[SOURCE DATA — start]

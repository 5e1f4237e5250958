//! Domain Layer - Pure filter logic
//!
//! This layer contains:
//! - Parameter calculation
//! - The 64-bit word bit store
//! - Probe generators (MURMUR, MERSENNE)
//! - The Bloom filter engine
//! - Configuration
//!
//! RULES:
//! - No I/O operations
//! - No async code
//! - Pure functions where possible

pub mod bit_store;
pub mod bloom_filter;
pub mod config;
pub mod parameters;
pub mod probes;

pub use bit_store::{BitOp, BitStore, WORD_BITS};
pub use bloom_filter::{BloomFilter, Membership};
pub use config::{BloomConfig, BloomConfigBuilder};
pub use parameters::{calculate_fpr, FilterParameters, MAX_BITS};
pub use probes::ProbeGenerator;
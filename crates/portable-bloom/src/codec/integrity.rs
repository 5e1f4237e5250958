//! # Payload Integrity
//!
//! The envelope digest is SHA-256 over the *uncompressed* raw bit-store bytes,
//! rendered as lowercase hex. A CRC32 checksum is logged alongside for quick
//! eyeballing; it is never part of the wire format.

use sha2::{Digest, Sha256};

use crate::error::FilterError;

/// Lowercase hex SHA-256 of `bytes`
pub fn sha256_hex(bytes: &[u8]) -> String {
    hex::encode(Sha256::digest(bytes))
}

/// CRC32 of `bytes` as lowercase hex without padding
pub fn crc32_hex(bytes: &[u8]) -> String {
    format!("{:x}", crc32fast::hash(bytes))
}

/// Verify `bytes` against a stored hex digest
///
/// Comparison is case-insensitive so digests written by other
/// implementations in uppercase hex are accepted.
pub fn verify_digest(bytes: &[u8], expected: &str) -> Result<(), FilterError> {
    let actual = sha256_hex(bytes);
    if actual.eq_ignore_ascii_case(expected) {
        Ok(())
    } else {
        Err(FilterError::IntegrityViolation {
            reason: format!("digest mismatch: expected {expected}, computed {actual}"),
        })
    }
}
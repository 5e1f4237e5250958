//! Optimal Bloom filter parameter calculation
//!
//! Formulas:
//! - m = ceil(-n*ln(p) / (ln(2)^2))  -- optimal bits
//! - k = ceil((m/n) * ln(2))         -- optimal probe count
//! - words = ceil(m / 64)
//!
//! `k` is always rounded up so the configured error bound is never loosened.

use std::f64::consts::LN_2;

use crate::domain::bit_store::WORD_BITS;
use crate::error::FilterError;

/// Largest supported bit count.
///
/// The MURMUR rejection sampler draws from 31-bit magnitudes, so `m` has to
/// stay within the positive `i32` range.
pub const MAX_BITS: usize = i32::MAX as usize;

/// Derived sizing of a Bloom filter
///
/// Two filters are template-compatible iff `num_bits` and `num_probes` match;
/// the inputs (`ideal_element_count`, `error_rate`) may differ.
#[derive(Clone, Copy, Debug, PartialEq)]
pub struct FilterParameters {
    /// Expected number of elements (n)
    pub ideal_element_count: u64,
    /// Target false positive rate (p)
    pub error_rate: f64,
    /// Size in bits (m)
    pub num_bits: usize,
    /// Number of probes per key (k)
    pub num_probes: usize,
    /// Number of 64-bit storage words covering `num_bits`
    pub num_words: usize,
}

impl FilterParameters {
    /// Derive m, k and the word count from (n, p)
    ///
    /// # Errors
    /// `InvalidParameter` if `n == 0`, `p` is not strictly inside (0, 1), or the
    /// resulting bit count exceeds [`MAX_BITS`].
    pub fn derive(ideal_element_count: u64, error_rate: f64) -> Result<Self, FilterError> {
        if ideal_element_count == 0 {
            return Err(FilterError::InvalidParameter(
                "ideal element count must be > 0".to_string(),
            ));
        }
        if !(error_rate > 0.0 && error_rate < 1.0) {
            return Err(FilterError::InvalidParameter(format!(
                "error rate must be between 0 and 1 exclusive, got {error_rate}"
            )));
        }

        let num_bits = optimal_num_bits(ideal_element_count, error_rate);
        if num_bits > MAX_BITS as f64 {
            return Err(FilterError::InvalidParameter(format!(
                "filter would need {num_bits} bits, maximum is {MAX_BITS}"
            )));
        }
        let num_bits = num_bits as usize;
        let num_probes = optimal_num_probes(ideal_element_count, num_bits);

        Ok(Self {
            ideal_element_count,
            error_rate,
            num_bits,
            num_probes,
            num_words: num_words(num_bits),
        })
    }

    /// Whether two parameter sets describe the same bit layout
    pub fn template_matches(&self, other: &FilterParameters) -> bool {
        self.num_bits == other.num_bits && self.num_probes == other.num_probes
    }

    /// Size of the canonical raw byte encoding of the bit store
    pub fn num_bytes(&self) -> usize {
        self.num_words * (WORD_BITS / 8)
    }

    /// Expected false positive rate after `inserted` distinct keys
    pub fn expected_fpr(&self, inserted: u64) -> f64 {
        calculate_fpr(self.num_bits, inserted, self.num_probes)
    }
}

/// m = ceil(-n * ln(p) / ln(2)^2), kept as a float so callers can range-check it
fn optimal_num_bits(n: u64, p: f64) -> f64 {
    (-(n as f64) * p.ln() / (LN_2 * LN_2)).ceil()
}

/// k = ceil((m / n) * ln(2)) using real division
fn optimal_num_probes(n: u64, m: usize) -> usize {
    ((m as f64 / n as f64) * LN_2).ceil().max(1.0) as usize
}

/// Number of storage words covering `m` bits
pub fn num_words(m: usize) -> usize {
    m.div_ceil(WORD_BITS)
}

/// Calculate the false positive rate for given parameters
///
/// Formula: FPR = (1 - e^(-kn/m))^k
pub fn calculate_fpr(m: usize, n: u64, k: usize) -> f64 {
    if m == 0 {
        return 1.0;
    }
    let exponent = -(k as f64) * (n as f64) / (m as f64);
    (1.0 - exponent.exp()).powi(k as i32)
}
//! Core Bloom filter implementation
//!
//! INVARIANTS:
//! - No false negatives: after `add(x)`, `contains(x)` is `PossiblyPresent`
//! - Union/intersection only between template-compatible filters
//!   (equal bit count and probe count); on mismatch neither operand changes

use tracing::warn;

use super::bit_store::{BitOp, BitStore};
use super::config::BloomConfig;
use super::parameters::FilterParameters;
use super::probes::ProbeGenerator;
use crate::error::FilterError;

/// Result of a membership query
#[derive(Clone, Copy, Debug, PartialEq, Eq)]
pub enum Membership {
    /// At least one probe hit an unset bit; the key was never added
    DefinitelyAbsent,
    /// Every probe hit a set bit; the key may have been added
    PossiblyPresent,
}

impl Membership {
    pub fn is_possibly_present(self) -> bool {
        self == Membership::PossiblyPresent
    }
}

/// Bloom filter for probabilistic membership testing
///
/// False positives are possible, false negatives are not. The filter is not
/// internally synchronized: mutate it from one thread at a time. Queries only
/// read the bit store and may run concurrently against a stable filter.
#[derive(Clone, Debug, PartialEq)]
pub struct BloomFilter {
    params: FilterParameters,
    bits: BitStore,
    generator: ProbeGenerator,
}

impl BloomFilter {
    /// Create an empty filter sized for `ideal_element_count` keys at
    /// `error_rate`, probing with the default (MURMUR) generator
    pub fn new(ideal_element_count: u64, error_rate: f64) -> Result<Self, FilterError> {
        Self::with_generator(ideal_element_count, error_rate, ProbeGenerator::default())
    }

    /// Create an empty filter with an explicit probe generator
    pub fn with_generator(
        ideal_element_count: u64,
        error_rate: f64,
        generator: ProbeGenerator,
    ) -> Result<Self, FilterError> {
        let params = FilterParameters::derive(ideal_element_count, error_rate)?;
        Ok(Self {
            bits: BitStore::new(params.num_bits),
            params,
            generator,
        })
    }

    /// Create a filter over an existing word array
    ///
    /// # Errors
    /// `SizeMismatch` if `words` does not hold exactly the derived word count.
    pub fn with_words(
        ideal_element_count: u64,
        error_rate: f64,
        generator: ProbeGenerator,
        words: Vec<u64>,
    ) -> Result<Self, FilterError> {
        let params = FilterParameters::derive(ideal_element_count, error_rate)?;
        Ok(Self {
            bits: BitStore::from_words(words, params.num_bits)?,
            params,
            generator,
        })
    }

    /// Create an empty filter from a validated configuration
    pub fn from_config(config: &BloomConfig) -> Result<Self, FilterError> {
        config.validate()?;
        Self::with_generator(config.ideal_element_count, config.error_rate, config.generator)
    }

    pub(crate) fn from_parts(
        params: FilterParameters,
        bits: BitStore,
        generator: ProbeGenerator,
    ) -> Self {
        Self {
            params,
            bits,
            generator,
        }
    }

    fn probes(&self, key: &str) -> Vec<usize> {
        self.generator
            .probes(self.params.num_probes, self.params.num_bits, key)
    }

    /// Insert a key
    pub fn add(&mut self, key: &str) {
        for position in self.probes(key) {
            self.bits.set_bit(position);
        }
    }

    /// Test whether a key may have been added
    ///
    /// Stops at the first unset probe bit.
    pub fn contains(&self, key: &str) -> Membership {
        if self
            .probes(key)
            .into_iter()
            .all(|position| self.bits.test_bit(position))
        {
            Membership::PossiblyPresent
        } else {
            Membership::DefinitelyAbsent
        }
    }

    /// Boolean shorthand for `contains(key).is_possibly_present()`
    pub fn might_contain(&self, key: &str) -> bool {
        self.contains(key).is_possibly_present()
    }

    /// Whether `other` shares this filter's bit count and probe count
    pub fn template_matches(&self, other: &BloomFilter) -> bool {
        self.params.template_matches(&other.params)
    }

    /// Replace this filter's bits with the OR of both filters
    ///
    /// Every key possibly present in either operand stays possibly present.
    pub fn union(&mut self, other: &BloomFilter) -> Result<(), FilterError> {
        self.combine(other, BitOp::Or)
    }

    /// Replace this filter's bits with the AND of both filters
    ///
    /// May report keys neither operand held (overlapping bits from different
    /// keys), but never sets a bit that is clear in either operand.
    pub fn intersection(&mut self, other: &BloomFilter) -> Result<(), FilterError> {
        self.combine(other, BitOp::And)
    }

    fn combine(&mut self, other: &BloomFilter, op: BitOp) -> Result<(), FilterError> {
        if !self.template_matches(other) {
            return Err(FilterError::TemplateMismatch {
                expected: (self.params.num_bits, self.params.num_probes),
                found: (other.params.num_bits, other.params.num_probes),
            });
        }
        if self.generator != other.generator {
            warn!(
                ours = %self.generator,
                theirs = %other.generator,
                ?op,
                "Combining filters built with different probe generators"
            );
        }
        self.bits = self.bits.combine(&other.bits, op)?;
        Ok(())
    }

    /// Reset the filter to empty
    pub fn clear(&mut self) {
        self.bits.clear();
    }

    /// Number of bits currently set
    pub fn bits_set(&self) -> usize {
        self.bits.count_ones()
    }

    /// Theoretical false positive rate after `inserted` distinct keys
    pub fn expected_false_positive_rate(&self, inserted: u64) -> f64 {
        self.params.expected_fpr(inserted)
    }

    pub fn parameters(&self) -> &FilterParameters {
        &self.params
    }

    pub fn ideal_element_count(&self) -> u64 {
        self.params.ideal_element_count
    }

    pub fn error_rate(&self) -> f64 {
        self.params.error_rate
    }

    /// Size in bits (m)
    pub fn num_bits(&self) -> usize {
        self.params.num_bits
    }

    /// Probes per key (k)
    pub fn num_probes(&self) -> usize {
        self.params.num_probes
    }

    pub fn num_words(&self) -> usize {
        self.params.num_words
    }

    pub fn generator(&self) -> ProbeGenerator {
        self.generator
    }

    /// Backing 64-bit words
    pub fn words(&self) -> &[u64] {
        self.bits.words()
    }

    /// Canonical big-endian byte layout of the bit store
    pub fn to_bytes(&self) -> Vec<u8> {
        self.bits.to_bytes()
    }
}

[SOURCE DATA — finish]
[SOURCE DATA — start]

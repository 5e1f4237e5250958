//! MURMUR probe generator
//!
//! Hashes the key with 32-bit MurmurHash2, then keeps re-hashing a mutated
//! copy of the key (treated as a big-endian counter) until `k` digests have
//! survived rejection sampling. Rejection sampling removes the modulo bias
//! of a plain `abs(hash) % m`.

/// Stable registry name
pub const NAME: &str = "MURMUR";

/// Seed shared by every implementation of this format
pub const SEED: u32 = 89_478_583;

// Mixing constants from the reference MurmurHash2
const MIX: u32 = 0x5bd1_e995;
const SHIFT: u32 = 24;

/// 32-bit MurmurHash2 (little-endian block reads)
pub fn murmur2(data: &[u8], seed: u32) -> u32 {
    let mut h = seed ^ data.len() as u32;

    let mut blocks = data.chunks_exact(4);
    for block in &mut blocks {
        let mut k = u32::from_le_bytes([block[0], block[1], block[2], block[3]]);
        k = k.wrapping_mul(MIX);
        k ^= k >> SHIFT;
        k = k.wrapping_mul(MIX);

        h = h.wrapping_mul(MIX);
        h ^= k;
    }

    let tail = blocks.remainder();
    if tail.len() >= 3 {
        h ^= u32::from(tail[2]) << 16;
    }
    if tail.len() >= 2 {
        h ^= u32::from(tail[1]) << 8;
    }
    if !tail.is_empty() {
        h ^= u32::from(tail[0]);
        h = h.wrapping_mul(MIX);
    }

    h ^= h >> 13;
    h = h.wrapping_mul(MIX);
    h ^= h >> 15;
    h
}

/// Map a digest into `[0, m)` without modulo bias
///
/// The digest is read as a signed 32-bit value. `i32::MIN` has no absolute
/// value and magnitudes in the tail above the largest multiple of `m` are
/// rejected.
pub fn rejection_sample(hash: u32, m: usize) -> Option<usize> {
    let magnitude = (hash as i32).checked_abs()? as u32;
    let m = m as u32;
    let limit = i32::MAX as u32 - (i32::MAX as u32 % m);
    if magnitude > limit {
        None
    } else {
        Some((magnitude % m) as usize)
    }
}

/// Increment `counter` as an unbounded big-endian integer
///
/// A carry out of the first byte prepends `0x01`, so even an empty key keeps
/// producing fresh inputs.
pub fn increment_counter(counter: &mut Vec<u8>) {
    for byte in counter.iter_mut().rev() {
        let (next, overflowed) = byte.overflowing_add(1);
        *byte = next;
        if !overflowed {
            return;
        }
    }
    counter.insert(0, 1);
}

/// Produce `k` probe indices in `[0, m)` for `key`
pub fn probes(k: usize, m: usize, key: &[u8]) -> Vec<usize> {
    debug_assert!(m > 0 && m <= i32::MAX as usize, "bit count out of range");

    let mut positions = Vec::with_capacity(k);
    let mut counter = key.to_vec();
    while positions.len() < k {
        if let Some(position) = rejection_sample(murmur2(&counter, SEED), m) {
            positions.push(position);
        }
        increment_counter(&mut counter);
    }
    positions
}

[SOURCE DATA — finish]

ABOUT THIS TASK:
Among the lines above, which contain the word "range"? Copy every one.

REPLY:
/// stay within the positive `i32` range.
/// m = ceil(-n * ln(p) / ln(2)^2), kept as a float so callers can range-check it
    debug_assert!(m > 0 && m <= i32::MAX as usize, "bit count out of range");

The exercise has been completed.